Security is one of the overlooked aspects by most of the IaaS adopters assuming the cloud provider was handling it. As a result of this misconception, there have been multiple Cloud-Native Breaches (CNB) reported which are an opportunistic strike on data left open by faults in how the cloud ecosystem was configured or misconfigured. McAfee’s Cloud-Native: The Infrastructure-as-a-service (IaaS) Adoption and Risk report found that 99% of cloud misconfigurations are remaining undetected by companies.
The report was released on Tuesday after surveying 1,000 enterprise organizations all over the globe to ascertain the most consequential IaaS security issues. Cloud misconfigurations overshadowed the overall risk landscape, neglecting millions of customer records and intellectual assets vulnerable to theft. Cloud misconfiguration defines an error in how the cloud service is configured, which imports risk to the company and their data. Cloud infrastructure, or IaaS, is the most configurable cloud service which introduces a higher risk of misconfiguration than SaaS. The report shows that typically, only 1% of such errors are identified by the enterprises and even after identifying the misconfigurations, 27% of the problems remain unresolved.
“Cloud-native breaches breaches don’t surface like a normal malware-based attack, its a series of actions by an adversarial actor in which they ‘Land’ their attack by exploiting errors or vulnerabilities in a cloud deployment without using malware, ‘Expand’ their access through weakly configured or protected interfaces to locate valuable data, and ‘Exfiltrate’ that data to their own storage location.”
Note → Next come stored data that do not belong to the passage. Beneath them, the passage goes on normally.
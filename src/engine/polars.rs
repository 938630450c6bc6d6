//! In-process analytical engine backed by polars `SQLContext`.
//!
//! Tables are materialized `DataFrame`s; views are stored as their defining
//! SQL and registered as lazy plans. The engine keeps its own registry of
//! relation kinds because the SQL context does not distinguish the two.

use crate::engine::adapter::{
    ColumnDescriptor, EngineAdapter, EngineScope, RelationInfo, RelationKind,
};
use crate::engine::result::QueryResult;
use crate::error::{Result, WorkbenchError};
use crate::sql;
use async_trait::async_trait;
use polars::prelude::*;
use polars::sql::SQLContext;
use std::collections::BTreeMap;
use std::io::Cursor;
use std::sync::Mutex;
use tracing::{debug, warn};

pub struct PolarsEngine {
    inner: Mutex<EngineInner>,
}

struct EngineInner {
    ctx: SQLContext,
    tables: BTreeMap<String, DataFrame>,
    /// View name -> defining SQL. The registered plan is a snapshot of the
    /// relations it referenced at creation time.
    views: BTreeMap<String, String>,
}

impl PolarsEngine {
    pub fn new() -> Self {
        Self {
            inner: Mutex::new(EngineInner {
                ctx: SQLContext::new(),
                tables: BTreeMap::new(),
                views: BTreeMap::new(),
            }),
        }
    }

    fn lock(&self) -> std::sync::MutexGuard<'_, EngineInner> {
        // Engine calls never hold the lock across an await; a poisoned lock
        // means a panic elsewhere, which we propagate.
        self.inner.lock().unwrap_or_else(|e| e.into_inner())
    }
}

impl Default for PolarsEngine {
    fn default() -> Self {
        Self::new()
    }
}

/// Map an engine dtype to the SQL-style declared type the schema view shows.
fn sql_type_name(dtype: &DataType) -> String {
    match dtype {
        DataType::Boolean => "BOOLEAN".to_string(),
        DataType::Int8 => "TINYINT".to_string(),
        DataType::Int16 => "SMALLINT".to_string(),
        DataType::Int32 => "INTEGER".to_string(),
        DataType::Int64 => "BIGINT".to_string(),
        DataType::UInt8 => "UTINYINT".to_string(),
        DataType::UInt16 => "USMALLINT".to_string(),
        DataType::UInt32 => "UINTEGER".to_string(),
        DataType::UInt64 => "UBIGINT".to_string(),
        DataType::Float32 => "FLOAT".to_string(),
        DataType::Float64 => "DOUBLE".to_string(),
        DataType::String => "VARCHAR".to_string(),
        DataType::Date => "DATE".to_string(),
        DataType::Time => "TIME".to_string(),
        DataType::Datetime(_, _) => "TIMESTAMP".to_string(),
        DataType::Duration(_) => "INTERVAL".to_string(),
        other => format!("{:?}", other).to_uppercase(),
    }
}

fn descriptors_from_schema<'a>(
    fields: impl Iterator<Item = (&'a str, &'a DataType)>,
) -> Vec<ColumnDescriptor> {
    fields
        .map(|(name, dtype)| ColumnDescriptor::new(name, sql_type_name(dtype)))
        .collect()
}

#[async_trait]
impl EngineAdapter for PolarsEngine {
    async fn list_relations(&self) -> Result<Vec<RelationInfo>> {
        let inner = self.lock();
        // BTreeMap iteration is name-ordered; tables before views gives the
        // (kind, name) ordering the session relies on.
        let mut out: Vec<RelationInfo> = inner
            .tables
            .keys()
            .map(|name| RelationInfo {
                name: name.clone(),
                kind: RelationKind::Table,
            })
            .collect();
        out.extend(inner.views.keys().map(|name| RelationInfo {
            name: name.clone(),
            kind: RelationKind::View,
        }));
        Ok(out)
    }

    async fn describe(&self, relation: &str) -> Result<Vec<ColumnDescriptor>> {
        let mut inner = self.lock();
        if let Some(df) = inner.tables.get(relation) {
            let schema = df.schema();
            return Ok(descriptors_from_schema(
                schema.iter().map(|(name, dtype)| (name.as_str(), dtype)),
            ));
        }
        if let Some(view_sql) = inner.views.get(relation).cloned() {
            let lf = inner.ctx.execute(&view_sql)?;
            let schema = lf.schema()?;
            return Ok(descriptors_from_schema(
                schema.iter().map(|(name, dtype)| (name.as_str(), dtype)),
            ));
        }
        Err(WorkbenchError::Engine(format!(
            "relation '{}' does not exist",
            relation
        )))
    }

    async fn execute(&self, sql_text: &str) -> Result<QueryResult> {
        let mut inner = self.lock();
        debug!("executing query: {}", sql_text);
        let df = inner.ctx.execute(sql_text)?.collect()?;
        QueryResult::from_dataframe(&df)
    }

    async fn ingest_csv(&self, relation: &str, csv_text: &str) -> Result<()> {
        sql::validate_relation_name(relation)?;
        // Parse fully before touching the registry so a malformed payload
        // leaves any prior relation of this name intact.
        let df = CsvReadOptions::default()
            .with_has_header(true)
            .with_infer_schema_length(Some(100))
            .into_reader_with_file_handle(Cursor::new(csv_text.as_bytes().to_vec()))
            .finish()?;
        let mut inner = self.lock();
        if inner.views.contains_key(relation) {
            return Err(WorkbenchError::Engine(format!(
                "'{}' already exists as a view",
                relation
            )));
        }
        inner.ctx.register(relation, df.clone().lazy());
        inner.tables.insert(relation.to_string(), df);
        debug!("registered table '{}'", relation);
        Ok(())
    }

    async fn create_view(&self, relation: &str, view_sql: &str) -> Result<()> {
        sql::validate_relation_name(relation)?;
        let mut inner = self.lock();
        if inner.tables.contains_key(relation) {
            return Err(WorkbenchError::Engine(format!(
                "'{}' already exists as a table",
                relation
            )));
        }
        // Building the plan validates the query and resolves every relation
        // it references before anything is replaced.
        let lf = inner.ctx.execute(view_sql)?;
        inner.ctx.register(relation, lf);
        inner.views.insert(relation.to_string(), view_sql.to_string());
        debug!("registered view '{}'", relation);
        Ok(())
    }

    async fn drop_relation(&self, relation: &str, kind: RelationKind) -> Result<()> {
        let mut inner = self.lock();
        let removed = match kind {
            RelationKind::Table => inner.tables.remove(relation).is_some(),
            RelationKind::View => inner.views.remove(relation).is_some(),
        };
        if removed {
            inner.ctx.unregister(relation);
            debug!("dropped {} '{}'", kind, relation);
        }
        Ok(())
    }

    async fn open_scope(&self) -> Result<Box<dyn EngineScope>> {
        let inner = self.lock();
        let mut ctx = SQLContext::new();
        for (name, df) in &inner.tables {
            ctx.register(name, df.clone().lazy());
        }
        for (name, view_sql) in &inner.views {
            match ctx.execute(view_sql) {
                Ok(lf) => ctx.register(name, lf),
                // A view whose source was defined in a different order may
                // not resolve in a fresh context; the scope stays usable for
                // everything else.
                Err(e) => warn!("view '{}' not visible in scope: {}", name, e),
            }
        }
        Ok(Box::new(PolarsScope { ctx }))
    }
}

/// One-shot isolated scope over a snapshot of the registered relations.
/// Dropping it releases the snapshot.
struct PolarsScope {
    ctx: SQLContext,
}

#[async_trait]
impl EngineScope for PolarsScope {
    async fn execute(&mut self, sql_text: &str) -> Result<QueryResult> {
        let df = self.ctx.execute(sql_text)?.collect()?;
        QueryResult::from_dataframe(&df)
    }

    async fn value_counts(&mut self, relation: &str, column: &str) -> Result<QueryResult> {
        // The SQL interface mis-evaluates COUNT(*) under GROUP BY, so the
        // group sizes are computed on the frame directly and ordered here.
        let projection = format!(
            "SELECT {} AS \"value\" FROM {}",
            sql::quote_ident(column),
            sql::quote_ident(relation)
        );
        let df = self.ctx.execute(&projection)?.collect()?;
        let counts = df
            .lazy()
            .group_by([col("value")])
            .agg([len().alias("freq")])
            .collect()?;
        let mut result = QueryResult::from_dataframe(&counts)?;
        result
            .rows
            .sort_by_key(|row| std::cmp::Reverse(row[1].as_u64().unwrap_or(0)));
        result.rows.truncate(10);
        result.row_count = result.rows.len();
        Ok(result)
    }
}

#[cfg(test)]
mod tests {
    use super::*;

    async fn engine_with_table(name: &str, csv: &str) -> PolarsEngine {
        let engine = PolarsEngine::new();
        engine.ingest_csv(name, csv).await.unwrap();
        engine
    }

    #[tokio::test]
    async fn test_ingest_and_list() {
        let engine = engine_with_table("px_T1", "Year,Value\n2020,1.5\n2021,2.5\n").await;
        let rels = engine.list_relations().await.unwrap();
        assert_eq!(rels.len(), 1);
        assert_eq!(rels[0].name, "px_T1");
        assert_eq!(rels[0].kind, RelationKind::Table);
    }

    #[tokio::test]
    async fn test_describe_preserves_declaration_order() {
        let engine =
            engine_with_table("px_T1", "Year,Region,Value\n2020,Dublin,1.5\n2021,Cork,2.5\n")
                .await;
        let cols = engine.describe("px_T1").await.unwrap();
        let names: Vec<&str> = cols.iter().map(|c| c.name.as_str()).collect();
        assert_eq!(names, vec!["Year", "Region", "Value"]);
        assert!(!cols[0].is_continuous); // BIGINT
        assert!(!cols[1].is_continuous); // VARCHAR
        assert!(cols[2].is_continuous); // DOUBLE
    }

    #[tokio::test]
    async fn test_ingest_replace_is_create_or_replace() {
        let engine = engine_with_table("px_T1", "a,b\n1,2\n").await;
        engine.ingest_csv("px_T1", "a,b\n3,4\n5,6\n").await.unwrap();
        let res = engine.execute("SELECT * FROM \"px_T1\"").await.unwrap();
        assert_eq!(res.row_count, 2);
        let rels = engine.list_relations().await.unwrap();
        assert_eq!(rels.len(), 1);
    }

    #[tokio::test]
    async fn test_view_lifecycle() {
        let engine = engine_with_table("px_T1", "Year,Value\n2020,1\n2021,2\n2022,3\n").await;
        engine
            .create_view("recent", "SELECT * FROM \"px_T1\" WHERE \"Year\" >= 2021")
            .await
            .unwrap();
        let rels = engine.list_relations().await.unwrap();
        assert_eq!(rels.len(), 2);
        assert_eq!(rels[1].kind, RelationKind::View);
        let res = engine.execute("SELECT * FROM \"recent\"").await.unwrap();
        assert_eq!(res.row_count, 2);
        engine.drop_relation("recent", RelationKind::View).await.unwrap();
        let rels = engine.list_relations().await.unwrap();
        assert_eq!(rels.len(), 1);
    }

    #[tokio::test]
    async fn test_scope_is_isolated_from_drops() {
        let engine = engine_with_table("px_T1", "a\n1\n2\n").await;
        let mut scope = engine.open_scope().await.unwrap();
        engine.drop_relation("px_T1", RelationKind::Table).await.unwrap();
        // The scope snapshot still sees the relation.
        let res = scope.execute("SELECT COUNT(*) AS n FROM \"px_T1\"").await.unwrap();
        assert_eq!(res.u64_at(0, "n").unwrap(), 2);
        // The primary context does not.
        assert!(engine.execute("SELECT * FROM \"px_T1\"").await.is_err());
    }

    #[tokio::test]
    async fn test_scope_value_counts_per_group_with_null_bucket() {
        let engine = engine_with_table(
            "px_T1",
            "Region,Value\nDublin,1\nDublin,2\nDublin,3\nCork,4\nCork,5\n,6\n",
        )
        .await;
        let mut scope = engine.open_scope().await.unwrap();
        let res = scope.value_counts("px_T1", "Region").await.unwrap();
        assert_eq!(res.columns, vec!["value", "freq"]);
        // Each group carries its own size, largest first.
        assert_eq!(res.rows[0][0], serde_json::json!("Dublin"));
        assert_eq!(res.u64_at(0, "freq").unwrap(), 3);
        assert_eq!(res.rows[1][0], serde_json::json!("Cork"));
        assert_eq!(res.u64_at(1, "freq").unwrap(), 2);
        let null_row = res.rows.iter().find(|r| r[0].is_null()).unwrap();
        assert_eq!(null_row[1].as_u64().unwrap(), 1);
    }

    #[tokio::test]
    async fn test_view_name_colliding_with_table_is_rejected() {
        let engine = engine_with_table("px_T1", "a\n1\n").await;
        let err = engine
            .create_view("px_T1", "SELECT * FROM \"px_T1\"")
            .await
            .unwrap_err();
        assert!(err.to_string().contains("already exists"));
    }
}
- Sekhar Sarukkai, vice president of engineering for cloud security at McAfee
All the big infrastructure providers like Amazon Web Services and Microsoft Azure have special services that support business cases for developing a multi-cloud environment, wherein multiple IaaS providers are used. IaaS adoption is a quick process. This is the major cause for practitioners failing to keep up during the breaches. The infrastructure evolves quickly in the cloud creating more space for the mistakes as code is delivered in continuous integration and continuous delivery practices (CI/CD). Nowadays, many applications are being built in the cloud, going to the cloud, but multi-cloud makes it challenging for organizations to keep control and perceptibility of all their IaaS architectures. Most of the organizations are opting multi-cloud, which will again enhance the difficulty of auditing configurations over multiple platforms
Security measures to protect IaaS structures
- Incorporate IaaS configuration auditing into your CI/CD process
Building and incorporating IaaS configuration auditing to CI/CD process help in decreasing number of misconfigurations that come into fruition. Developers should look into security tools that can be easily integrated with Jenkins, Kubernetes, etc to automate the audit and correction processes.
- Evaluate IaaS security practices
By checking the security practices using a framework like Land-Expand-Exfiltrate toward the entire chain of attack, businesses have a more immeasurable chance of preventing a breach before it gets out of hand.
- Invest in training security teams and cloud-native security tools
Some helpful security tools that can be practiced are Cloud Access Security Brokers (CASBs), Cloud Security Posture Management (CSPM), and Cloud Workload Protection Platforms (CWPP). All the tools mentioned are made to work within DevOps and CI/CD processes, without duplicating on-premises data center security.